EXERCISE INPUTS

//! Fills in what a Solomon benchmark file lacks: a heterogeneous fleet, demand-based eligibility
//! and the distance matrices.
use std::borrow::Cow;
use std::ops::Range;
use tracing::*;

use crate::{Error, Result};
use crate::canonical::{CanonicalInstance, Customer, Vehicle, round_to};
use crate::dialect::{BenchmarkDialect, ConvertOptions};
use crate::raw::{FromRaw, ExtId, Time};
use crate::raw::metrics::{Euclidean, dist_matrix, dist_matrix_pp};
use crate::raw::solomon::*;

pub const BASE_VARIABLE_COST: f64 = 1.0;

#[derive(Debug, Copy, Clone, Eq, PartialEq)]
pub enum VehicleTier {
  Small,
  Medium,
  Big,
}

impl VehicleTier {
  /// Scales capacity and both costs.
  pub fn multiplier(&self) -> f64 {
    match self {
      VehicleTier::Small => 0.5,
      VehicleTier::Medium => 1.0,
      VehicleTier::Big => 1.5,
    }
  }
}


/// Fleet of `V` vehicles split into small, medium and big, numbered in that order.
#[derive(Debug, Copy, Clone, Eq, PartialEq)]
pub struct FleetPartition {
  pub small: usize,
  pub medium: usize,
  pub big: usize,
}

impl FleetPartition {
  pub fn split(fleet_size: usize) -> Result<Self, Error> {
    let v = fleet_size as f64;
    let small = (0.45 * v).round() as usize;
    let medium = (0.30 * v).round() as usize;
    let big = fleet_size.checked_sub(small + medium)
      .ok_or(Error::FleetPartition { fleet_size })?;
    Ok(FleetPartition { small, medium, big })
  }

  pub fn ids(&self, tier: VehicleTier) -> Range<ExtId> {
    let (start, len) = match tier {
      VehicleTier::Small => (0, self.small),
      VehicleTier::Medium => (self.small, self.medium),
      VehicleTier::Big => (self.small + self.medium, self.big),
    };
    (start as ExtId)..((start + len) as ExtId)
  }

  pub fn tiers(&self) -> impl Iterator<Item=(ExtId, VehicleTier)> {
    use VehicleTier::*;
    self.ids(Small).map(|id| (id, Small))
      .chain(self.ids(Medium).map(|id| (id, Medium)))
      .chain(self.ids(Big).map(|id| (id, Big)))
  }

  /// Vehicles allowed to serve a customer of the given demand tier.
  pub fn eligible(&self, demand_tier: u32) -> Vec<ExtId> {
    use VehicleTier::*;
    let tiers: &[VehicleTier] = match demand_tier {
      0 => &[Small],
      1 => &[Small, Medium],
      2 => &[Small, Medium, Big],
      _ => &[Medium, Big],
    };
    tiers.iter().flat_map(|&t| self.ids(t)).collect()
  }
}


/// 0 below the average demand, 1 below 1.5 times it, 2 below twice it, 3 otherwise.
pub fn demand_tier(demand: f64, avg_demand: f64) -> u32 {
  if demand < avg_demand {
    0
  } else if demand < avg_demand * 1.5 {
    1
  } else if demand < avg_demand * 2.0 {
    2
  } else {
    3
  }
}

fn mean(values: impl ExactSizeIterator<Item=f64>) -> f64 {
  let n = values.len();
  if n == 0 {
    return 0.0;
  }
  values.sum::<f64>() / n as f64
}

fn end_of(begin: Time, length: Time, customer: ExtId) -> Result<Time> {
  begin.checked_add(length)
    .ok_or_else(|| anyhow::anyhow!("customer {}: time window end {} + {} overflows", customer, begin, length))
}


impl FromRaw<Solomon> for CanonicalInstance {
  type Dialect = BenchmarkDialect;

  #[instrument(level="debug", name="synthesize", skip(raw, opt), fields(benchmark=%raw.name))]
  fn from_raw(raw: Solomon, id: Cow<str>, dialect: &BenchmarkDialect, opt: &ConvertOptions) -> Result<Self> {
    let coords = raw.coords();
    let cost = dist_matrix(Euclidean(), &coords);
    let time = dist_matrix_pp(Euclidean(), &coords, |d| d.trunc() as Time);

    let (customers, vehicles) = match dialect {
      BenchmarkDialect::Tiered => tiered(&raw, mean(cost.values().iter().copied()))?,
      BenchmarkDialect::Homogeneous => homogeneous(&raw)?,
    };
    debug!(customers=customers.len(), vehicles=vehicles.len(), "synthesized");

    Ok(CanonicalInstance {
      id: id.into_owned(),
      customers,
      vehicles,
      cost,
      time,
      max_violated_soft_tw: 0,
      max_splits: if dialect.split_deliveries() { Some(opt.max_splits) } else { None },
    })
  }
}

fn tiered(raw: &Solomon, avg_edge_cost: f64) -> Result<(Vec<Customer>, Vec<Vehicle>)> {
  let fleet = FleetPartition::split(raw.fleet_size)?;
  trace!(?fleet, avg_edge_cost);
  let base_fixed_cost = round_to(avg_edge_cost * 10.0, 2);

  let vehicles = fleet.tiers()
    .map(|(id, tier)| {
      let m = tier.multiplier();
      Vehicle {
        id,
        category: Some(tier as u32),
        volume: raw.capacity * m,
        weight: raw.capacity * m,
        setup_time: 0.0,
        fixed_cost: base_fixed_cost * m,
        variable_cost: BASE_VARIABLE_COST * m,
      }
    })
    .collect();

  let avg_demand = mean(raw.customers.iter().map(|c| c.demand));
  let mut customers = Vec::with_capacity(raw.customers.len());
  for (index, r) in raw.customers.iter().enumerate() {
    let tier = demand_tier(r.demand, avg_demand);
    let window = (r.ready_time, end_of(r.ready_time, r.due_time, r.id)?);
    let c = Customer {
      index,
      external_id: r.id,
      category: Some(tier),
      splittable: true,
      demand: r.demand,
      hard_tw: window,
      soft_tw: window,
      service_time: r.service_time as f64,
      vehicles: if r.id == 0 { Vec::new() } else { fleet.eligible(tier) },
    };
    c.check_service_time()?;
    customers.push(c);
  }
  Ok((customers, vehicles))
}

fn homogeneous(raw: &Solomon) -> Result<(Vec<Customer>, Vec<Vehicle>)> {
  let vehicles = (0..raw.fleet_size as ExtId)
    .map(|id| Vehicle {
      id,
      category: None,
      volume: raw.capacity,
      weight: raw.capacity,
      setup_time: 0.0,
      fixed_cost: 1.0,
      variable_cost: 1.0,
    })
    .collect();

  let mut customers = Vec::with_capacity(raw.customers.len());
  for (index, r) in raw.customers.iter().enumerate() {
    let window = (r.ready_time, r.due_time);
    let c = Customer {
      index,
      external_id: r.id,
      category: None,
      splittable: false,
      demand: r.demand,
      hard_tw: window,
      soft_tw: window,
      service_time: r.service_time as f64,
      vehicles: Vec::new(),
    };
    c.check_service_time()?;
    customers.push(c);
  }
  Ok((customers, vehicles))
}


#[cfg(test)]
mod tests {
  use super::*;

  fn row(id: ExtId, x: f64, y: f64, demand: f64) -> SolomonRow {
    SolomonRow { id, x, y, demand, ready_time: 0, due_time: 100, service_time: 10 }
  }

  fn small_benchmark() -> Solomon {
    Solomon {
      name: "T1".to_string(),
      fleet_size: 10,
      capacity: 100.0,
      customers: vec![row(0, 0.0, 0.0, 0.0), row(1, 3.0, 4.0, 50.0)],
    }
  }

  fn convert(raw: Solomon, dialect: BenchmarkDialect) -> Result<CanonicalInstance> {
    CanonicalInstance::from_raw(raw, "t1".into(), &dialect, &ConvertOptions::default())
  }

  #[test]
  fn fleet_split() -> Result<()> {
    assert_eq!(FleetPartition::split(10)?, FleetPartition { small: 5, medium: 3, big: 2 });
    assert_eq!(FleetPartition::split(25)?, FleetPartition { small: 11, medium: 8, big: 6 });
    assert_eq!(FleetPartition::split(2)?, FleetPartition { small: 1, medium: 1, big: 0 });
    assert_eq!(FleetPartition::split(0)?, FleetPartition { small: 0, medium: 0, big: 0 });
    Ok(())
  }

  #[test]
  fn eligibility_by_demand_tier() -> Result<()> {
    let fleet = FleetPartition::split(10)?;
    assert_eq!(fleet.eligible(0), vec![0, 1, 2, 3, 4]);
    assert_eq!(fleet.eligible(1), (0..8).collect::<Vec<_>>());
    assert_eq!(fleet.eligible(2), (0..10).collect::<Vec<_>>());
    assert_eq!(fleet.eligible(3), vec![5, 6, 7, 8, 9]);
    Ok(())
  }

  #[test]
  fn demand_tiers() {
    assert_eq!(demand_tier(9.9, 10.0), 0);
    assert_eq!(demand_tier(10.0, 10.0), 1);
    assert_eq!(demand_tier(15.0, 10.0), 2);
    assert_eq!(demand_tier(19.99, 10.0), 2);
    assert_eq!(demand_tier(20.0, 10.0), 3);
  }

  #[test]
  fn tiered_end_to_end() -> Result<()> {
    let inst = convert(small_benchmark(), BenchmarkDialect::Tiered)?;
    assert!(inst.customers[0].vehicles.is_empty());
    assert_eq!(inst.customers[1].vehicles, vec![5, 6, 7, 8, 9]);
    assert_eq!(inst.customers[1].category, Some(3));
    assert_eq!(inst.customers[1].hard_tw, (0, 100));
    assert_eq!(inst.customers[1].soft_tw, (0, 100));

    // avg edge cost = (5 + 5) / 4, base fixed cost 25
    let v: Vec<_> = inst.vehicles.iter().map(|v| (v.id, v.volume, v.fixed_cost, v.variable_cost)).collect();
    assert_eq!(v.len(), 10);
    assert_eq!(v[0], (0, 50.0, 12.5, 0.5));
    assert_eq!(v[5], (5, 100.0, 25.0, 1.0));
    assert_eq!(v[9], (9, 150.0, 37.5, 1.5));

    assert_eq!(inst.cost.get(0, 1), 5.0);
    assert_eq!(inst.time.get(1, 0), 5);
    assert_eq!(inst.max_splits, Some(2));
    inst.validate()
  }

  #[test]
  fn window_end_is_ready_plus_due() -> Result<()> {
    let mut raw = small_benchmark();
    raw.customers[1].ready_time = 30;
    raw.customers[1].due_time = 40;
    let inst = convert(raw, BenchmarkDialect::Tiered)?;
    assert_eq!(inst.customers[1].hard_tw, (30, 70));
    Ok(())
  }

  #[test]
  fn truncated_times() -> Result<()> {
    let mut raw = small_benchmark();
    raw.customers[1].x = 1.0;
    raw.customers[1].y = 1.0;
    let inst = convert(raw, BenchmarkDialect::Tiered)?;
    assert_eq!(inst.time.get(0, 1), 1);
    assert_eq!(round_to(inst.cost.get(0, 1), 5), 1.41421);
    Ok(())
  }

  #[test]
  fn service_exceeds_window() {
    let mut raw = small_benchmark();
    raw.customers[1].service_time = 101;
    let err = convert(raw, BenchmarkDialect::Tiered).unwrap_err();
    match err.downcast_ref::<Error>() {
      Some(Error::TimeWindowViolation { customer: 1, span: 100, .. }) => {},
      other => panic!("unexpected error: {:?}", other),
    }
  }

  #[test]
  fn homogeneous_fleet() -> Result<()> {
    let mut raw = small_benchmark();
    raw.customers[1].ready_time = 30;
    raw.customers[1].due_time = 90;
    let inst = convert(raw, BenchmarkDialect::Homogeneous)?;
    assert_eq!(inst.vehicles.len(), 10);
    assert!(inst.vehicles.iter().all(|v| v.volume == 100.0 && v.fixed_cost == 1.0 && v.variable_cost == 1.0));
    assert!(inst.customers.iter().all(|c| c.vehicles.is_empty()));
    assert_eq!(inst.customers[1].hard_tw, (30, 90));
    assert_eq!(inst.max_splits, None);
    let text = inst.to_text()?;
    assert!(text.contains("\n1;50;50;30;90;30;90;10\n"));
    Ok(())
  }

  #[test]
  fn deterministic() -> Result<()> {
    let a = convert(small_benchmark(), BenchmarkDialect::Tiered)?.to_text()?;
    let b = convert(small_benchmark(), BenchmarkDialect::Tiered)?.to_text()?;
    assert_eq!(a, b);
    Ok(())
  }
}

INSTRUCTIONS FOR THE TASK
Out of the material above, output word for word the line with "VehicleTier::Big => (self.small", the line with "pub fn demand_tier(demand: f64, avg_demand: f64)", and all lines between them, with nothing else.

COMPLETED TASK
      VehicleTier::Big => (self.small + self.medium, self.big),
    };
    (start as ExtId)..((start + len) as ExtId)
  }

  pub fn tiers(&self) -> impl Iterator<Item=(ExtId, VehicleTier)> {
    use VehicleTier::*;
    self.ids(Small).map(|id| (id, Small))
      .chain(self.ids(Medium).map(|id| (id, Medium)))
      .chain(self.ids(Big).map(|id| (id, Big)))
  }

  /// Vehicles allowed to serve a customer of the given demand tier.
  pub fn eligible(&self, demand_tier: u32) -> Vec<ExtId> {
    use VehicleTier::*;
    let tiers: &[VehicleTier] = match demand_tier {
      0 => &[Small],
      1 => &[Small, Medium],
      2 => &[Small, Medium, Big],
      _ => &[Medium, Big],
    };
    tiers.iter().flat_map(|&t| self.ids(t)).collect()
  }
}


/// 0 below the average demand, 1 below 1.5 times it, 2 below twice it, 3 otherwise.
pub fn demand_tier(demand: f64, avg_demand: f64) -> u32 {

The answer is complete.